DATA FOR PROCESSING:
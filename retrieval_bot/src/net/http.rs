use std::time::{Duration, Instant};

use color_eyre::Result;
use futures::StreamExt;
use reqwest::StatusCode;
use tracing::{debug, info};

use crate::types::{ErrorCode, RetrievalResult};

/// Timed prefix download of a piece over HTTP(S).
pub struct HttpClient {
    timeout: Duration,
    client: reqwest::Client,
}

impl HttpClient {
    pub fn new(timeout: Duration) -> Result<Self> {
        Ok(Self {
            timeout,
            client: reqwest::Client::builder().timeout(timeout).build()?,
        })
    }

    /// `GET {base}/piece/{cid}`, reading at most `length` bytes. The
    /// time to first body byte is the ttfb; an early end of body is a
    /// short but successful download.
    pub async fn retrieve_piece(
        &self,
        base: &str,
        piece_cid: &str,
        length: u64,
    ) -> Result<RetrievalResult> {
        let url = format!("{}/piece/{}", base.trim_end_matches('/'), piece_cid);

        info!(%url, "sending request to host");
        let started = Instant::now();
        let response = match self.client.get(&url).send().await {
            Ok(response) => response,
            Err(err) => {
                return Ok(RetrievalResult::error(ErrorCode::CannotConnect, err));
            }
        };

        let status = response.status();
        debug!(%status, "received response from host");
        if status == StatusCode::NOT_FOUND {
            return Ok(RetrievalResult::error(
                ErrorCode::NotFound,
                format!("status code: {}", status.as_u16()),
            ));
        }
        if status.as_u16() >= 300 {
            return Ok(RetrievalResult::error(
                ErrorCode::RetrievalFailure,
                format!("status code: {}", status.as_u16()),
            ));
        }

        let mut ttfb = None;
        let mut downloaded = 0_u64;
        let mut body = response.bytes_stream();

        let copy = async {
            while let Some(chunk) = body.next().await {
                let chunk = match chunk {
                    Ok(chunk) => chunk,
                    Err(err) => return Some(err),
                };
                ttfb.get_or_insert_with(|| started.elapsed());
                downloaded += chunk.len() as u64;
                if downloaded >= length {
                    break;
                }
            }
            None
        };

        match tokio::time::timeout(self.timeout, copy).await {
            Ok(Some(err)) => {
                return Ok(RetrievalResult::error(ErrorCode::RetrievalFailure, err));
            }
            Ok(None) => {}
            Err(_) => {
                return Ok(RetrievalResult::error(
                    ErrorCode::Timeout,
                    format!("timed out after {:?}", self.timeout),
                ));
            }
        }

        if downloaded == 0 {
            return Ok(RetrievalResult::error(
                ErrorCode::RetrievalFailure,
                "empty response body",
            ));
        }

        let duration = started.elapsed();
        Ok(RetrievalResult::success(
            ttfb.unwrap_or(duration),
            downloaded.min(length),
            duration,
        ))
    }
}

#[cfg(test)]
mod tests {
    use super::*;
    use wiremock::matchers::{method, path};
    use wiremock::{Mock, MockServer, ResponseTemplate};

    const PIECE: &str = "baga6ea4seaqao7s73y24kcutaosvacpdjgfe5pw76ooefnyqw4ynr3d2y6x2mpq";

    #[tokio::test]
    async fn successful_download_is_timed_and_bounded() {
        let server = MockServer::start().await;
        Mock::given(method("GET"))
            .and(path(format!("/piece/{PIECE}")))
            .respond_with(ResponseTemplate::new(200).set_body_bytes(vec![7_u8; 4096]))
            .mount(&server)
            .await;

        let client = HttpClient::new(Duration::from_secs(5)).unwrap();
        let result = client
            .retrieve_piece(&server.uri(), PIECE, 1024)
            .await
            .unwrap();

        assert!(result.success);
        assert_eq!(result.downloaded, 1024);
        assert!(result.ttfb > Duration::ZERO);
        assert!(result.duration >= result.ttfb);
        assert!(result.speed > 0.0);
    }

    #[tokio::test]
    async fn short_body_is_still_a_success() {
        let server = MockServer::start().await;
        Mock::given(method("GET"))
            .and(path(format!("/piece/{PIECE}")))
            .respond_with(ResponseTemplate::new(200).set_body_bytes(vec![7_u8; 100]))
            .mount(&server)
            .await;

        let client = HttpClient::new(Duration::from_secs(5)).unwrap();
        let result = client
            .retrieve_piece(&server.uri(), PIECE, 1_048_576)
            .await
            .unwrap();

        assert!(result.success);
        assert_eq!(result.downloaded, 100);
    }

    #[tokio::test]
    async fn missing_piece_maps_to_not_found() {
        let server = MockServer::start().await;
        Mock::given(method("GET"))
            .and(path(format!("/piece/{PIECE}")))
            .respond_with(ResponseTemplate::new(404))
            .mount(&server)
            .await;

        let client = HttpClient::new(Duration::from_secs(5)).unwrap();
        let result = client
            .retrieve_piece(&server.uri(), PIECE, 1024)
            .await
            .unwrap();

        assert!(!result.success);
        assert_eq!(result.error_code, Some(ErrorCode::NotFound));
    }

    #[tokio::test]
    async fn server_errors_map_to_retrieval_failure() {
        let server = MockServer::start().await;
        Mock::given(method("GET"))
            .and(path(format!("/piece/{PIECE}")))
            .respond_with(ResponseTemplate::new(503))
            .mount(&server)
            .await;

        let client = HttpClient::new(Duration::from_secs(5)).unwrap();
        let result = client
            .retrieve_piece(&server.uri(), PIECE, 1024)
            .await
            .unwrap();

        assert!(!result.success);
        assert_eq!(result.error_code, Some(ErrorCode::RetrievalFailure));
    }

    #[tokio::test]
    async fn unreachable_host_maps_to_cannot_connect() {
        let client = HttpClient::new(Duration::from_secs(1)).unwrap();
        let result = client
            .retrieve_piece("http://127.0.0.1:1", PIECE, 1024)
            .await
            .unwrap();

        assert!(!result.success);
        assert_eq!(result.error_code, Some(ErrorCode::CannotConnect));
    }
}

WHAT IS BEING ASKED: Whenever the word "ErrorCode" shows up in a line of the entries above, copy that line.

RESPONSE:
use crate::types::{ErrorCode, RetrievalResult};
                return Ok(RetrievalResult::error(ErrorCode::CannotConnect, err));
                ErrorCode::NotFound,
                ErrorCode::RetrievalFailure,
                return Ok(RetrievalResult::error(ErrorCode::RetrievalFailure, err));
                    ErrorCode::Timeout,
                ErrorCode::RetrievalFailure,
        assert_eq!(result.error_code, Some(ErrorCode::NotFound));
        assert_eq!(result.error_code, Some(ErrorCode::RetrievalFailure));
        assert_eq!(result.error_code, Some(ErrorCode::CannotConnect));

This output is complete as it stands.